What you return should be every record, retyped without a single change.
BEGIN RECORDED INFORMATION
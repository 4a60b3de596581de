//! Bulk graph import.
//!
//! The persistence/import collaborator hands over flat record lists; the
//! graph is populated in one pass under the strict contract, so a record
//! set with duplicate ids or dangling edge endpoints is rejected as a
//! whole rather than half-loaded.

use serde::{Deserialize, Serialize};
use std::collections::HashMap;

use super::Graph;
use crate::entity::{Edge, Node};
use crate::error::GraphError;

/// A node as described by the import layer.
#[derive(Debug, Clone, Default, PartialEq, Serialize, Deserialize)]
#[serde(rename_all = "camelCase")]
pub struct NodeRecord {
    pub id: String,

    #[serde(rename = "type", default)]
    pub entity_type: String,

    #[serde(default)]
    pub tags: Vec<String>,

    #[serde(default)]
    pub label: String,

    #[serde(default)]
    pub description: String,

    #[serde(default)]
    pub user_data: HashMap<String, serde_json::Value>,
}

impl NodeRecord {
    /// Build the node this record describes.
    pub fn into_node(self) -> Node {
        let mut node = Node::new(self.id)
            .with_type(self.entity_type)
            .with_tags(self.tags)
            .with_label(self.label)
            .with_description(self.description);
        for (key, value) in self.user_data {
            node = node.with_user_data(key, value);
        }
        node
    }
}

/// An edge as described by the import layer.
#[derive(Debug, Clone, Default, PartialEq, Serialize, Deserialize)]
#[serde(rename_all = "camelCase")]
pub struct EdgeRecord {
    pub id: String,
    pub source: String,
    pub target: String,

    #[serde(rename = "type", default)]
    pub entity_type: String,

    #[serde(default)]
    pub tags: Vec<String>,

    #[serde(default)]
    pub label: String,

    #[serde(default)]
    pub description: String,

    #[serde(default)]
    pub user_data: HashMap<String, serde_json::Value>,
}

impl EdgeRecord {
    /// Build the edge this record describes.
    pub fn into_edge(self) -> Edge {
        let mut edge = Edge::new(self.id, self.source, self.target)
            .with_type(self.entity_type)
            .with_tags(self.tags)
            .with_label(self.label)
            .with_description(self.description);
        for (key, value) in self.user_data {
            edge = edge.with_user_data(key, value);
        }
        edge
    }
}

impl Graph {
    /// Populate a fresh graph from import records in one pass.
    ///
    /// Nodes load first so edge endpoint checks see the full node set.
    pub fn from_records(
        nodes: impl IntoIterator<Item = NodeRecord>,
        edges: impl IntoIterator<Item = EdgeRecord>,
    ) -> Result<Self, GraphError> {
        let mut graph = Graph::new();
        for record in nodes {
            graph.add_node(record.into_node())?;
        }
        for record in edges {
            graph.add_edge(record.into_edge())?;
        }
        log::debug!(
            "imported graph with {} nodes and {} edges",
            graph.node_count(),
            graph.edge_count()
        );
        Ok(graph)
    }
}
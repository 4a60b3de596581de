//! Node definitions.

use serde::{Deserialize, Serialize};

use super::{Entity, EntityData, EntityId, Position};

/// A node in the entity graph.
#[derive(Debug, Clone, Serialize, Deserialize)]
pub struct Node {
    data: EntityData,
}

impl Node {
    /// Create a new node with the given id.
    pub fn new(id: impl Into<EntityId>) -> Self {
        Self {
            data: EntityData::new(id),
        }
    }

    /// Set the type label.
    pub fn with_type(mut self, entity_type: impl Into<String>) -> Self {
        self.data.set_entity_type(entity_type.into());
        self
    }

    /// Add a tag.
    pub fn with_tag(mut self, tag: impl Into<String>) -> Self {
        self.data.insert_tag(tag.into());
        self
    }

    /// Add multiple tags, preserving the given order.
    pub fn with_tags(mut self, tags: impl IntoIterator<Item = impl Into<String>>) -> Self {
        for tag in tags {
            self.data.insert_tag(tag.into());
        }
        self
    }

    /// Set the human-readable label.
    pub fn with_label(mut self, label: impl Into<String>) -> Self {
        self.data.label = label.into();
        self
    }

    /// Set the description.
    pub fn with_description(mut self, description: impl Into<String>) -> Self {
        self.data.description = description.into();
        self
    }

    /// Attach an opaque user-data value.
    pub fn with_user_data(mut self, key: impl Into<String>, value: serde_json::Value) -> Self {
        self.data.user_data.insert(key.into(), value);
        self
    }

    /// The cached layout position, if any.
    pub fn position(&self) -> Option<Position> {
        self.data.position
    }

    /// Cache a layout position. Called by layout collaborators.
    pub fn set_position(&mut self, position: Position) {
        self.data.position = Some(position);
    }
}

impl Entity for Node {
    fn data(&self) -> &EntityData {
        &self.data
    }

    fn data_mut(&mut self) -> &mut EntityData {
        &mut self.data
    }
}

#[cfg(test)]
mod tests {
    use super::*;

    #[test]
    fn test_node_builder() {
        let node = Node::new("n1")
            .with_type("Person")
            .with_tag("friendly")
            .with_tag("important")
            .with_label("Alice");

        assert_eq!(node.id().as_str(), "n1");
        assert_eq!(node.entity_type(), "Person");
        assert!(node.has_tag("friendly"));
        assert!(node.has_tag("important"));
        assert_eq!(node.label(), "Alice");
    }

    #[test]
    fn test_node_position() {
        let mut node = Node::new("n1");
        assert!(node.position().is_none());

        node.set_position(Position::new(1.0, 2.0, 3.0));
        assert_eq!(node.position(), Some(Position::new(1.0, 2.0, 3.0)));
    }

    #[test]
    fn test_node_user_data() {
        let node = Node::new("n1").with_user_data("weight", serde_json::json!(0.5));
        assert_eq!(node.data().user_data["weight"], serde_json::json!(0.5));
    }
}
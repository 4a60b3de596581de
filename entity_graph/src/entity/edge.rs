//! Edge definitions.

use serde::{Deserialize, Serialize};

use super::{Entity, EntityData, EntityId};

/// A directed edge between two nodes.
///
/// The endpoints are fixed at creation; rewiring an edge is spelled
/// remove-and-recreate so the adjacency indices never chase moving targets.
#[derive(Debug, Clone, Serialize, Deserialize)]
pub struct Edge {
    data: EntityData,
    source: EntityId,
    target: EntityId,
}

impl Edge {
    /// Create a new edge from `source` to `target`.
    pub fn new(
        id: impl Into<EntityId>,
        source: impl Into<EntityId>,
        target: impl Into<EntityId>,
    ) -> Self {
        Self {
            data: EntityData::new(id),
            source: source.into(),
            target: target.into(),
        }
    }

    pub fn source(&self) -> &EntityId {
        &self.source
    }

    pub fn target(&self) -> &EntityId {
        &self.target
    }

    /// Check whether this edge has the given node as source or target.
    pub fn touches(&self, id: &str) -> bool {
        self.source.as_str() == id || self.target.as_str() == id
    }

    /// Set the type label.
    pub fn with_type(mut self, entity_type: impl Into<String>) -> Self {
        self.data.set_entity_type(entity_type.into());
        self
    }

    /// Add a tag.
    pub fn with_tag(mut self, tag: impl Into<String>) -> Self {
        self.data.insert_tag(tag.into());
        self
    }

    /// Add multiple tags, preserving the given order.
    pub fn with_tags(mut self, tags: impl IntoIterator<Item = impl Into<String>>) -> Self {
        for tag in tags {
            self.data.insert_tag(tag.into());
        }
        self
    }

    /// Set the human-readable label.
    pub fn with_label(mut self, label: impl Into<String>) -> Self {
        self.data.label = label.into();
        self
    }

    /// Set the description.
    pub fn with_description(mut self, description: impl Into<String>) -> Self {
        self.data.description = description.into();
        self
    }

    /// Attach an opaque user-data value.
    pub fn with_user_data(mut self, key: impl Into<String>, value: serde_json::Value) -> Self {
        self.data.user_data.insert(key.into(), value);
        self
    }
}

impl Entity for Edge {
    fn data(&self) -> &EntityData {
        &self.data
    }

    fn data_mut(&mut self) -> &mut EntityData {
        &mut self.data
    }
}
END RECORDED INFORMATION
■ EXERCISE RESULT
repository 4a60b3de596581de
//! Bulk graph import.
//!
//! The persistence/import collaborator hands over flat record lists; the
//! graph is populated in one pass under the strict contract, so a record
//! set with duplicate ids or dangling edge endpoints is rejected as a
//! whole rather than half-loaded.

use serde::{Deserialize, Serialize};
use std::collections::HashMap;

use super::Graph;
use crate::entity::{Edge, Node};
use crate::error::GraphError;

/// A node as described by the import layer.
#[derive(Debug, Clone, Default, PartialEq, Serialize, Deserialize)]
#[serde(rename_all = "camelCase")]
pub struct NodeRecord {
    pub id: String,

    #[serde(rename = "type", default)]
    pub entity_type: String,

    #[serde(default)]
    pub tags: Vec<String>,

    #[serde(default)]
    pub label: String,

    #[serde(default)]
    pub description: String,

    #[serde(default)]
    pub user_data: HashMap<String, serde_json::Value>,
}

impl NodeRecord {
    /// Build the node this record describes.
    pub fn into_node(self) -> Node {
        let mut node = Node::new(self.id)
            .with_type(self.entity_type)
            .with_tags(self.tags)
            .with_label(self.label)
            .with_description(self.description);
        for (key, value) in self.user_data {
            node = node.with_user_data(key, value);
        }
        node
    }
}

/// An edge as described by the import layer.
#[derive(Debug, Clone, Default, PartialEq, Serialize, Deserialize)]
#[serde(rename_all = "camelCase")]
pub struct EdgeRecord {
    pub id: String,
    pub source: String,
    pub target: String,

    #[serde(rename = "type", default)]
    pub entity_type: String,

    #[serde(default)]
    pub tags: Vec<String>,

    #[serde(default)]
    pub label: String,

    #[serde(default)]
    pub description: String,

    #[serde(default)]
    pub user_data: HashMap<String, serde_json::Value>,
}

impl EdgeRecord {
    /// Build the edge this record describes.
    pub fn into_edge(self) -> Edge {
        let mut edge = Edge::new(self.id, self.source, self.target)
            .with_type(self.entity_type)
            .with_tags(self.tags)
            .with_label(self.label)
            .with_description(self.description);
        for (key, value) in self.user_data {
            edge = edge.with_user_data(key, value);
        }
        edge
    }
}

impl Graph {
    /// Populate a fresh graph from import records in one pass.
    ///
    /// Nodes load first so edge endpoint checks see the full node set.
    pub fn from_records(
        nodes: impl IntoIterator<Item = NodeRecord>,
        edges: impl IntoIterator<Item = EdgeRecord>,
    ) -> Result<Self, GraphError> {
        let mut graph = Graph::new();
        for record in nodes {
            graph.add_node(record.into_node())?;
        }
        for record in edges {
            graph.add_edge(record.into_edge())?;
        }
        log::debug!(
            "imported graph with {} nodes and {} edges",
            graph.node_count(),
            graph.edge_count()
        );
        Ok(graph)
    }
}
repository 4a60b3de596581de
//! Node definitions.

use serde::{Deserialize, Serialize};

use super::{Entity, EntityData, EntityId, Position};

/// A node in the entity graph.
#[derive(Debug, Clone, Serialize, Deserialize)]
pub struct Node {
    data: EntityData,
}

impl Node {
    /// Create a new node with the given id.
    pub fn new(id: impl Into<EntityId>) -> Self {
        Self {
            data: EntityData::new(id),
        }
    }

    /// Set the type label.
    pub fn with_type(mut self, entity_type: impl Into<String>) -> Self {
        self.data.set_entity_type(entity_type.into());
        self
    }

    /// Add a tag.
    pub fn with_tag(mut self, tag: impl Into<String>) -> Self {
        self.data.insert_tag(tag.into());
        self
    }

    /// Add multiple tags, preserving the given order.
    pub fn with_tags(mut self, tags: impl IntoIterator<Item = impl Into<String>>) -> Self {
        for tag in tags {
            self.data.insert_tag(tag.into());
        }
        self
    }

    /// Set the human-readable label.
    pub fn with_label(mut self, label: impl Into<String>) -> Self {
        self.data.label = label.into();
        self
    }

    /// Set the description.
    pub fn with_description(mut self, description: impl Into<String>) -> Self {
        self.data.description = description.into();
        self
    }

    /// Attach an opaque user-data value.
    pub fn with_user_data(mut self, key: impl Into<String>, value: serde_json::Value) -> Self {
        self.data.user_data.insert(key.into(), value);
        self
    }

    /// The cached layout position, if any.
    pub fn position(&self) -> Option<Position> {
        self.data.position
    }

    /// Cache a layout position. Called by layout collaborators.
    pub fn set_position(&mut self, position: Position) {
        self.data.position = Some(position);
    }
}

impl Entity for Node {
    fn data(&self) -> &EntityData {
        &self.data
    }

    fn data_mut(&mut self) -> &mut EntityData {
        &mut self.data
    }
}

#[cfg(test)]
mod tests {
    use super::*;

    #[test]
    fn test_node_builder() {
        let node = Node::new("n1")
            .with_type("Person")
            .with_tag("friendly")
            .with_tag("important")
            .with_label("Alice");

        assert_eq!(node.id().as_str(), "n1");
        assert_eq!(node.entity_type(), "Person");
        assert!(node.has_tag("friendly"));
        assert!(node.has_tag("important"));
        assert_eq!(node.label(), "Alice");
    }

    #[test]
    fn test_node_position() {
        let mut node = Node::new("n1");
        assert!(node.position().is_none());

        node.set_position(Position::new(1.0, 2.0, 3.0));
        assert_eq!(node.position(), Some(Position::new(1.0, 2.0, 3.0)));
    }

    #[test]
    fn test_node_user_data() {
        let node = Node::new("n1").with_user_data("weight", serde_json::json!(0.5));
        assert_eq!(node.data().user_data["weight"], serde_json::json!(0.5));
    }
}
repository 4a60b3de596581de
filename entity_graph/src/entity/edge.rs
//! Edge definitions.

use serde::{Deserialize, Serialize};

use super::{Entity, EntityData, EntityId};

/// A directed edge between two nodes.
///
/// The endpoints are fixed at creation; rewiring an edge is spelled
/// remove-and-recreate so the adjacency indices never chase moving targets.
#[derive(Debug, Clone, Serialize, Deserialize)]
pub struct Edge {
    data: EntityData,
    source: EntityId,
    target: EntityId,
}

impl Edge {
    /// Create a new edge from `source` to `target`.
    pub fn new(
        id: impl Into<EntityId>,
        source: impl Into<EntityId>,
        target: impl Into<EntityId>,
    ) -> Self {
        Self {
            data: EntityData::new(id),
            source: source.into(),
            target: target.into(),
        }
    }

    pub fn source(&self) -> &EntityId {
        &self.source
    }

    pub fn target(&self) -> &EntityId {
        &self.target
    }

    /// Check whether this edge has the given node as source or target.
    pub fn touches(&self, id: &str) -> bool {
        self.source.as_str() == id || self.target.as_str() == id
    }

    /// Set the type label.
    pub fn with_type(mut self, entity_type: impl Into<String>) -> Self {
        self.data.set_entity_type(entity_type.into());
        self
    }

    /// Add a tag.
    pub fn with_tag(mut self, tag: impl Into<String>) -> Self {
        self.data.insert_tag(tag.into());
        self
    }

    /// Add multiple tags, preserving the given order.
    pub fn with_tags(mut self, tags: impl IntoIterator<Item = impl Into<String>>) -> Self {
        for tag in tags {
            self.data.insert_tag(tag.into());
        }
        self
    }

    /// Set the human-readable label.
    pub fn with_label(mut self, label: impl Into<String>) -> Self {
        self.data.label = label.into();
        self
    }

    /// Set the description.
    pub fn with_description(mut self, description: impl Into<String>) -> Self {
        self.data.description = description.into();
        self
    }

    /// Attach an opaque user-data value.
    pub fn with_user_data(mut self, key: impl Into<String>, value: serde_json::Value) -> Self {
        self.data.user_data.insert(key.into(), value);
        self
    }
}

impl Entity for Edge {
    fn data(&self) -> &EntityData {
        &self.data
    }

    fn data_mut(&mut self) -> &mut EntityData {
        &mut self.data
    }
}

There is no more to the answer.